Del resto è scritto: “Chi è senza peccato scagli la prima pietra”. Siamo diventati quasi tutti padri e madri. Abbiamo commesso errori quanto e più dei nostri genitori. Le colpe le giudica il tribunale. Ma le scelte, gli stili educativi, la capacità di risonanza affettiva il senso di responsabilità? Chi può veramente pensare di potere valutare le competenze genitoriali con assoluta obiettività? Soprattutto, chi può sentirsi diverso, migliore, sempre disinteressato, aperto e generoso? Winnicott ci ha insegnato che all’oceano dell’amore materno sono inevitabilmente mescolati gli sgradevoli succhi dell’invidia, dell’odio, dell’onnipotenza e della manipolazione. Chi ha cresciuto dei figli sa di non poter dare lezioni a nessuno.

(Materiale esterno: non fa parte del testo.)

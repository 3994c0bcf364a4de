//! Web scan: ZAP crawl plus optional active probe, JSON report imported as `ZAP Scan`

use std::sync::Arc;
use std::time::Duration;

use async_trait::async_trait;
use tracing::info;

use super::ScanJobDefinition;
use crate::application::poller::{PollPhase, ProgressBand, poll_until_complete};
use crate::application::publisher::ResultPublisher;
use crate::application::workflow::JobContext;
use crate::domain::entities::{ImportRequest, ScanRequest, ScanResult};
use crate::domain::errors::ScanError;
use crate::domain::services::WebScannerApi;
use crate::domain::value_objects::{ScanMode, ScanType};

const CRAWL_BAND: ProgressBand = ProgressBand::new(20, 30);
const ACTIVE_BAND: ProgressBand = ProgressBand::new(50, 30);

/// Waits and poll limits for the web scan sub-phases
#[derive(Debug, Clone)]
pub struct WebScanTiming {
    /// Pause after the first access so the scanner registers the site
    pub settle: Duration,
    pub crawl_interval: Duration,
    pub crawl_max_polls: u32,
    pub active_interval: Duration,
    pub active_max_polls: u32,
}

pub struct WebScanJob {
    scanner: Arc<dyn WebScannerApi>,
    publisher: Arc<ResultPublisher>,
    timing: WebScanTiming,
}

impl WebScanJob {
    pub fn new(
        scanner: Arc<dyn WebScannerApi>,
        publisher: Arc<ResultPublisher>,
        timing: WebScanTiming,
    ) -> Self {
        Self {
            scanner,
            publisher,
            timing,
        }
    }
}

#[async_trait]
impl ScanJobDefinition for WebScanJob {
    fn scan_type(&self) -> ScanType {
        ScanType::WebScan
    }

    async fn run(&self, ctx: &JobContext, request: &ScanRequest) -> Result<ScanResult, ScanError> {
        let mode = ScanMode::parse(&request.options)?;
        let target = request.target.as_str();

        ctx.checkpoint(0, &format!("Initializing {} web scan", mode))
            .await?;

        ctx.checkpoint(10, &format!("Accessing {}", target)).await?;
        ctx.interruptible(self.scanner.access_url(target)).await?;
        ctx.sleep(self.timing.settle).await?;

        // ── Crawl ────────────────────────────────────────────────────
        ctx.checkpoint(CRAWL_BAND.start, "Starting crawl").await?;
        let crawl_id = ctx.interruptible(self.scanner.start_crawl(target)).await?;
        let crawl = PollPhase {
            label: "Crawl",
            band: CRAWL_BAND,
            interval: self.timing.crawl_interval,
            max_polls: self.timing.crawl_max_polls,
        };
        poll_until_complete(ctx, &crawl, || self.scanner.crawl_status(&crawl_id)).await?;

        // ── Active probe ─────────────────────────────────────────────
        if mode == ScanMode::Active {
            ctx.checkpoint(ACTIVE_BAND.start, "Starting active scan")
                .await?;
            let scan_id = ctx
                .interruptible(self.scanner.start_active_scan(target))
                .await?;
            let probe = PollPhase {
                label: "Active scan",
                band: ACTIVE_BAND,
                interval: self.timing.active_interval,
                max_polls: self.timing.active_max_polls,
            };
            poll_until_complete(ctx, &probe, || self.scanner.active_scan_status(&scan_id))
                .await?;
        }

        ctx.checkpoint(80, "Generating report").await?;
        let report = ctx.interruptible(self.scanner.json_report()).await?;

        ctx.checkpoint(85, "Uploading to storage").await?;
        let artifact = self
            .publisher
            .persist(ScanType::WebScan, target, report.clone())
            .await?;

        ctx.checkpoint(90, "Importing to vulnerability management")
            .await?;
        let import = self
            .publisher
            .import(ImportRequest {
                scan_type: "ZAP Scan".to_string(),
                engagement_name: format!("ZAP {} Scan - {}", mode.title(), target),
                filename: artifact.filename.clone(),
                content_type: ScanType::WebScan.content_type().to_string(),
                content: report,
            })
            .await;

        ctx.checkpoint(100, "Completed").await?;
        info!(job_id = %ctx.job_id, target, %mode, "Web scan finished");

        Ok(ScanResult::new(request, artifact, import).with_mode(mode))
    }
}
//! Scan job definitions
//!
//! Each scan type is a multi-phase job implementing [`ScanJobDefinition`].
//! Phase boundaries call [`JobContext::checkpoint`], which publishes progress
//! and aborts once the soft time limit has fired.

mod injection;
mod network;
mod web;

use std::sync::Arc;
use std::time::Duration;

use async_trait::async_trait;

use ptaas_core::config::ScannersConfig;

pub use injection::InjectionScanJob;
pub use network::NetworkScanJob;
pub use web::{WebScanJob, WebScanTiming};

use super::publisher::ResultPublisher;
use super::workflow::JobContext;
use crate::domain::entities::{ScanRequest, ScanResult};
use crate::domain::errors::ScanError;
use crate::domain::services::{ContainerRuntime, FindingClassifier, WebScannerApi};
use crate::domain::value_objects::ScanType;

/// A runnable scan job
#[async_trait]
pub trait ScanJobDefinition: Send + Sync {
    fn scan_type(&self) -> ScanType;

    async fn run(&self, ctx: &JobContext, request: &ScanRequest) -> Result<ScanResult, ScanError>;
}

/// Clients a worker needs to run any scan type.
///
/// Built fresh every time a worker (re)starts.
#[derive(Clone)]
pub struct ScanToolkit {
    pub runtime: Arc<dyn ContainerRuntime>,
    pub web_scanner: Arc<dyn WebScannerApi>,
    pub publisher: Arc<ResultPublisher>,
    pub classifier: Arc<dyn FindingClassifier>,
    pub scanners: Arc<ScannersConfig>,
}

impl ScanToolkit {
    pub fn definition(&self, scan_type: ScanType) -> Box<dyn ScanJobDefinition> {
        match scan_type {
            ScanType::NetworkScan => Box::new(NetworkScanJob::new(
                self.runtime.clone(),
                self.publisher.clone(),
                self.scanners.network.container.clone(),
            )),
            ScanType::WebScan => {
                let web = &self.scanners.web;
                Box::new(WebScanJob::new(
                    self.web_scanner.clone(),
                    self.publisher.clone(),
                    WebScanTiming {
                        settle: Duration::from_millis(web.access_settle_ms),
                        crawl_interval: Duration::from_millis(web.crawl_poll_interval_ms),
                        crawl_max_polls: web.crawl_max_polls,
                        active_interval: Duration::from_millis(web.active_poll_interval_ms),
                        active_max_polls: web.active_max_polls,
                    },
                ))
            }
            ScanType::InjectionScan => Box::new(InjectionScanJob::new(
                self.runtime.clone(),
                self.publisher.clone(),
                self.classifier.clone(),
                self.scanners.injection.container.clone(),
            )),
        }
    }
}

/// Builds a fresh [`ScanToolkit`] for each worker generation
#[async_trait]
pub trait ToolkitFactory: Send + Sync {
    async fn build(&self) -> Result<ScanToolkit, ScanError>;
}

/// Default options applied when a submission leaves them blank
pub fn default_options(scanners: &ScannersConfig, scan_type: ScanType) -> &str {
    match scan_type {
        ScanType::NetworkScan => &scanners.network.default_options,
        ScanType::WebScan => &scanners.web.default_mode,
        ScanType::InjectionScan => &scanners.injection.default_options,
    }
}

/// Run a tool in its container, surfacing a non-zero exit as an execution error
/// when `require_success` is set.
async fn exec_tool(
    ctx: &JobContext,
    runtime: &dyn ContainerRuntime,
    tool: &str,
    container: &str,
    command: Vec<String>,
    require_success: bool,
) -> Result<crate::domain::services::ExecOutput, ScanError> {
    tracing::debug!(job_id = %ctx.job_id, tool, container, ?command, "Executing scanner command");

    let output = ctx.interruptible(runtime.exec(container, &command)).await?;

    if require_success && !output.success() {
        return Err(ScanError::ToolExecution {
            tool: tool.to_string(),
            exit_code: output.exit_code,
            output: String::from_utf8_lossy(&output.combined()).trim().to_string(),
        });
    }

    Ok(output)
}
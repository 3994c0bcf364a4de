//! Health endpoint

use axum::{extract::State, response::Json};
use chrono::Utc;

use crate::presentation::controllers::OrchestratorState;
use crate::presentation::models::HealthResponse;

/// GET /health - Service and dependency status
#[utoipa::path(
    get,
    path = "/health",
    responses(
        (status = 200, description = "Service status", body = HealthResponse)
    ),
    tag = "health"
)]
pub async fn health_check(State(state): State<OrchestratorState>) -> Json<HealthResponse> {
    let queue_depth = match state.queue.depth().await {
        Ok(depth) => Some(depth),
        Err(e) => {
            tracing::warn!(error = %e, "Broker health probe failed");
            None
        }
    };

    Json(HealthResponse {
        status: if queue_depth.is_some() { "healthy" } else { "degraded" }.to_string(),
        version: env!("CARGO_PKG_VERSION").to_string(),
        timestamp: Utc::now(),
        broker_reachable: queue_depth.is_some(),
        queue_depth,
        dependencies: state.dependencies.as_ref().clone(),
    })
}
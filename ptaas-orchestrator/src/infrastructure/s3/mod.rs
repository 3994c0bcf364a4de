//! Object storage for raw scan artifacts

mod service;

pub use service::*;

Da questo punto di vista il lavoro dei servizi per la Tutela dei Minori sembra ispirarsi a un modello culturale ormai superato, più allineato alle generiche aspirazione dei mezzi di comunicazione e dei social che alla realtà dei processi educativi. I servizi valutano bambini e genitori alla luce di un modello ideologico: sembrano spesso inseguire una genitorialità utopica e irrealistica. Soprattutto, pensano di poter affrontare i problemi educativi con gli strumenti coattivi della giustizia penale. Sottraggono i figli alla famiglia, li inseriscono in contesti comunitari, li affidano ad aspiranti genitori. Concettualizzano il genitore inadeguato come un dente cariato: basterà estrarlo tempestivamente dalla vita del figlio e lo sviluppo del bambino o dell’adolescente riprenderà spontaneamente.

Ma non è così. Non c’è trauma più doloroso di una separazione violenta da un genitore, per quanto disfunzionale. E la vita in un ambiente istituzionale è notoriamente un fattore di rischio per i più vari problemi psichiatrici.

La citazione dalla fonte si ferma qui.